Caregivers of dementia patients have an extraordinarily difficult task. Make sure you take care of yourself when take care of others.
While many people work in the assisted living field, there are about 4,150,000 people who take care of family members without being paid. The 4,150,000 figure is based on this estimate by The New York Times that 5 million Americans have dementia and this estimate by the Stanford Medicine News Center that 83 percent of dementia patients’ caregivers are unpaid family members. The other caregivers are dedicated professionals who sometimes work in patients’ homes and sometimes work in assisted living, senior living, and memory care homes. The total number of caregivers is probably more than 5 million because many patients need more than one caregiver.
Many of these caregivers are so dedicated that they often neglect their own personal lives and health to help dementia patients. That’s a big mistake, according to medical researchers. The Family Caregiver Alliance reports that caregiving spouses who are senior citizens and “are experiencing mental or emotional strain” — a category that surely must include a very large percentage of caregivers — are 63 percent more likely to die than seniors who aren’t caregivers.
One of the best ways, in fact, for caregivers to improve their care of dementia patients is to do a better job of taking care of THEMSELVES. This NorthJersey.com headline says it all — “Caregivers for loved ones with Alzheimer’s must first take care of themselves.”
Here are 10 tips for those taking care of dementia patients:
1. Attend Support Groups: Caregivers can be boosted mentally and psychologically when they share their experiences with other caregivers. They can also receive practical tips for providing better care for their patients.
2. Ask Family Members For Help: Family members who aren’t trained as caregivers might not be able to provide help for an extended period of time, but why not ask them to sub for you for an hour or two per day?
3. Seek Governmental Assistance: Some governments have employees who will help employees take care of their patients. The NorthJersey.com article mentions a program in Passaic County called CARES — Caregivers Assistance Relief Education Support.
4. Seek Community’s Assistance: Local community organizations and religious institutions could also have people who are willing to help caregivers. The NorthJersey.com article mentions a group called Friendly Visitors that consists of volunteers who will “chat with patients” for an hour or two while the caregiver takes time off.
5. Communicate With Other Caregivers: “Caring for someone with Alzheimer’s can make you feel alone,” one caregiver told the Alzheimer’s Association after she began communicating with others online working in assisted living. “Now, I’ve found others like me.” Here is a website with links to caregivers’ forums.
6. Try To Reduce Tax Bill: Financial issues can make any stressful situation worse. Reducing your tax bill is an option caregivers should look at. Ask a tax professional whether your situation will allow you to claim the patient as a dependent or whether you can get a tax deduction for money spent on medical care.
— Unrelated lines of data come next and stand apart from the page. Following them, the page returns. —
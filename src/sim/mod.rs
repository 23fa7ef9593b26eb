//! Deterministic simulation module
//!
//! All gameplay logic lives here. This module must be pure and deterministic:
//! - One `now_ms` timestamp per tick, never a wall-clock read
//! - Seeded RNG only
//! - Stable iteration order (player first, then bots in spawn order)
//! - No rendering or audio dependencies

pub mod bot;
pub mod collision;
pub mod state;
pub mod tick;
pub mod weapon;
pub mod zone;

pub use collision::{HitTarget, advance_projectiles, find_target, resolve_projectiles};
pub use state::{
    Behavior, Color, Combatant, CombatantId, DamageIndicator, DamageOutcome, GameEvent, GamePhase,
    MatchOutcome, MatchState, Particle, Projectile, SafeZone, TerrainFeature, TerrainKind,
};
pub use tick::{TickInput, tick};
pub use weapon::{Weapon, WeaponInventory, can_fire, fire};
7. Get Medical Exams: The Alzheimer’s Association recommends making sure that you are healthy enough to be the best caregiver you can be by getting a medical examination at least once a year.
8. Exercise Regularly: It’s, of course, better to do this when you have a substitute temporarily monitoring your patient, but you can exercise indoors even when can’t take a long walk. How about an exercise bike? Or calisthenics while music is playing?
9. Learn Relaxation Techniques: Formal relaxation techniques can reduce anyone’s stress level. This Alzheimer’s Association report recommends visualization, meditation, breathing exercises, and progressive muscle relaxation.
10. Do Fewer Tasks: Do caregivers really need to prepare all of the patients’ meals? Perhaps, they can ask friends to cook meals or shop for the patient. Perhaps, friends can also make medical appointments for the patient and make sure they get the right medicine. The Family Caregiver Alliance even recommends that caregivers ask others to help with tasks like bathing.
How much time and effort will it take to try these tips? It might take a lot of time and effort, but the investment could yield huge dividends for your physical and mental health — and the physical and mental health of the patients and loved ones you are taking care of.